Find each line below containing the word "serde" and copy it.

● **MATERIAL FOR THE TASK**
BEGIN
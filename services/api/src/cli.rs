use crate::estimate::{run_estimate, EstimateArgs};
use crate::server;
use clap::{Args, Parser, Subcommand};
use relocation_calc::error::AppError;

#[derive(Parser, Debug)]
#[command(
    name = "Relocation Calculator",
    about = "Housing, car and accessibility calculations for candidate home addresses",
    version
)]
struct Cli {
    #[command(subcommand)]
    command: Option<Command>,
}

#[derive(Subcommand, Debug)]
enum Command {
    /// Start the HTTP service (default command)
    Serve(ServeArgs),
    /// Print the monthly cost of every address of an interview file
    Estimate(EstimateArgs),
}

#[derive(Args, Debug, Default)]
pub(crate) struct ServeArgs {
    /// Override the configured host for the HTTP server
    #[arg(long)]
    pub(crate) host: Option<String>,
    /// Override the configured port for the HTTP server
    #[arg(long)]
    pub(crate) port: Option<u16>,
}

pub(crate) async fn run() -> Result<(), AppError> {
    let cli = Cli::parse();
    let command = cli
        .command
        .unwrap_or_else(|| Command::Serve(ServeArgs::default()));

    match command {
        Command::Serve(args) => server::run(args).await,
        Command::Estimate(args) => run_estimate(args).await,
    }
}

#[cfg(test)]
mod tests {
    use super::*;

    #[test]
    fn serve_is_the_default_command() {
        let cli = Cli::try_parse_from(["relocation-calc-api"]).expect("parses");
        assert!(cli.command.is_none());

        let cli = Cli::try_parse_from(["relocation-calc-api", "serve", "--port", "8080"])
            .expect("parses");
        match cli.command {
            Some(Command::Serve(args)) => assert_eq!(args.port, Some(8080)),
            other => panic!("expected serve, got {other:?}"),
        }
    }

    #[test]
    fn estimate_requires_an_interview_file() {
        assert!(Cli::try_parse_from(["relocation-calc-api", "estimate"]).is_err());
        let cli = Cli::try_parse_from([
            "relocation-calc-api",
            "estimate",
            "--interview",
            "interview.json",
        ])
        .expect("parses");
        assert!(matches!(cli.command, Some(Command::Estimate(_))));
    }
}
use crate::config::TelemetryConfig;
use std::fmt;
use tracing_subscriber::filter::ParseError;
use tracing_subscriber::EnvFilter;

#[derive(Debug)]
pub enum TelemetryError {
    EnvFilter { value: String, source: ParseError },
    Subscriber(Box<dyn std::error::Error + Send + Sync>),
}

impl fmt::Display for TelemetryError {
    fn fmt(&self, f: &mut fmt::Formatter<'_>) -> fmt::Result {
        match self {
            TelemetryError::EnvFilter { value, .. } => {
                write!(
                    f,
                    "invalid log level/filter '{}': unable to build EnvFilter",
                    value
                )
            }
            TelemetryError::Subscriber(err) => write!(f, "telemetry error: {err}"),
        }
    }
}

impl std::error::Error for TelemetryError {
    fn source(&self) -> Option<&(dyn std::error::Error + 'static)> {
        match self {
            TelemetryError::EnvFilter { source, .. } => Some(source),
            TelemetryError::Subscriber(err) => Some(&**err),
        }
    }
}

/// Installs the global subscriber. `RUST_LOG` wins over the configured level.
pub fn init(config: &TelemetryConfig) -> Result<(), TelemetryError> {
    let env_filter = match EnvFilter::try_from_default_env() {
        Ok(filter) => filter,
        Err(_) => configured_filter(config)?,
    };

    tracing_subscriber::fmt()
        .with_env_filter(env_filter)
        .with_target(config.include_targets)
        .compact()
        .with_ansi(false)
        .try_init()
        .map_err(TelemetryError::Subscriber)
}

fn configured_filter(config: &TelemetryConfig) -> Result<EnvFilter, TelemetryError> {
    EnvFilter::try_new(&config.log_level).map_err(|source| TelemetryError::EnvFilter {
        value: config.log_level.clone(),
        source,
    })
}
use std::time::Duration;

use async_trait::async_trait;
use serde::de::DeserializeOwned;
use serde::Serialize;

use crate::accessibility::{
    AccessibilityMapRequest, AccessibilityMapResponse, GatewayError, RoutingGateway,
    TimeDistanceRequest, TimeDistanceResponse,
};

const REQUEST_TIMEOUT: Duration = Duration::from_secs(60);

/// Routing gateway backed by the routing service's JSON API.
#[derive(Debug, Clone)]
pub struct HttpRoutingGateway {
    client: reqwest::Client,
    base_url: String,
}

impl HttpRoutingGateway {
    pub fn new(base_url: impl Into<String>) -> Result<Self, GatewayError> {
        let client = reqwest::Client::builder()
            .timeout(REQUEST_TIMEOUT)
            .build()
            .map_err(|error| GatewayError::Transport(error.to_string()))?;
        Ok(Self::with_client(client, base_url))
    }

    pub fn with_client(client: reqwest::Client, base_url: impl Into<String>) -> Self {
        Self {
            client,
            base_url: base_url.into().trim_end_matches('/').to_string(),
        }
    }

    pub fn endpoint(&self, path: &str) -> String {
        format!("{}/{}", self.base_url, path)
    }

    async fn post<B, R>(&self, path: &str, body: &B) -> Result<R, GatewayError>
    where
        B: Serialize + Sync,
        R: DeserializeOwned,
    {
        let url = self.endpoint(path);
        let response = self
            .client
            .post(&url)
            .json(body)
            .send()
            .await
            .map_err(|error| GatewayError::Transport(error.to_string()))?;

        let status = response.status();
        if !status.is_success() {
            let body = response
                .text()
                .await
                .unwrap_or_else(|_| "(no body)".to_string());
            return Err(GatewayError::Status {
                status: status.as_u16(),
                body,
            });
        }

        response
            .json::<R>()
            .await
            .map_err(|error| GatewayError::Decode(error.to_string()))
    }
}

#[async_trait]
impl RoutingGateway for HttpRoutingGateway {
    async fn accessibility_map(
        &self,
        request: AccessibilityMapRequest,
    ) -> Result<AccessibilityMapResponse, GatewayError> {
        self.post("accessibility-map", &request).await
    }

    async fn time_distance_by_mode(
        &self,
        request: TimeDistanceRequest,
    ) -> Result<TimeDistanceResponse, GatewayError> {
        self.post("time-distance-by-mode", &request).await
    }
}
use chrono::NaiveDate;
use geojson::Feature;

use super::domain::{ModeTimeDistance, ResultsByMode, RoutingResult, TravelMode};
use super::gateway::{GatewayError, TimeDistanceRequest, TimeDistanceResponse};
use crate::calculations::domain::{Address, Destination};

#[derive(Debug, Clone, PartialEq, thiserror::Error)]
pub enum RoutingError {
    #[error("address has no geography")]
    MissingOrigin,
    #[error("destination has no geography")]
    MissingDestination,
    #[error(transparent)]
    Gateway(#[from] GatewayError),
}

/// Time/distance request covering every mode, in routing order.
pub fn time_distance_request(
    address: &Address,
    destination: &Destination,
    scenario: &str,
    departure_seconds_since_midnight: u32,
    departure_date: NaiveDate,
) -> Result<TimeDistanceRequest, RoutingError> {
    let origin: Feature = address.geography.clone().ok_or(RoutingError::MissingOrigin)?;
    let target: Feature = destination
        .geography
        .clone()
        .ok_or(RoutingError::MissingDestination)?;

    Ok(TimeDistanceRequest {
        origin,
        destination: target,
        modes: TravelMode::ROUTING_ORDER.to_vec(),
        departure_seconds_since_midnight,
        departure_date,
        transit_scenario: scenario.to_string(),
    })
}

/// Builds the per-mode result. Modes without a successful route keep only
/// their identity so all four keys are always present.
pub fn routing_result(destination: &Destination, response: &TimeDistanceResponse) -> RoutingResult {
    let mut results = ResultsByMode::default();
    for (sequence, mode) in TravelMode::ROUTING_ORDER.into_iter().enumerate() {
        match response.get(&mode) {
            Some(routing) if routing.is_success() => {
                *results.get_mut(mode) = ModeTimeDistance {
                    uuid: mode.as_str().to_string(),
                    sequence: Some(sequence as u32),
                    distance_meters: routing.distance_m,
                    travel_time_seconds: routing.travel_time_s,
                };
            }
            Some(routing) => {
                tracing::info!(
                    destination_id = %destination.uuid,
                    %mode,
                    status = %routing.status,
                    "no route found for mode"
                );
            }
            None => {
                tracing::warn!(destination_id = %destination.uuid, %mode, "mode missing from routing response");
            }
        }
    }

    RoutingResult {
        uuid: destination.uuid.clone(),
        sequence: destination.sequence,
        results_by_mode: results,
    }
}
END
● **TASK ANSWER**
use serde::de::DeserializeOwned;
use serde::Serialize;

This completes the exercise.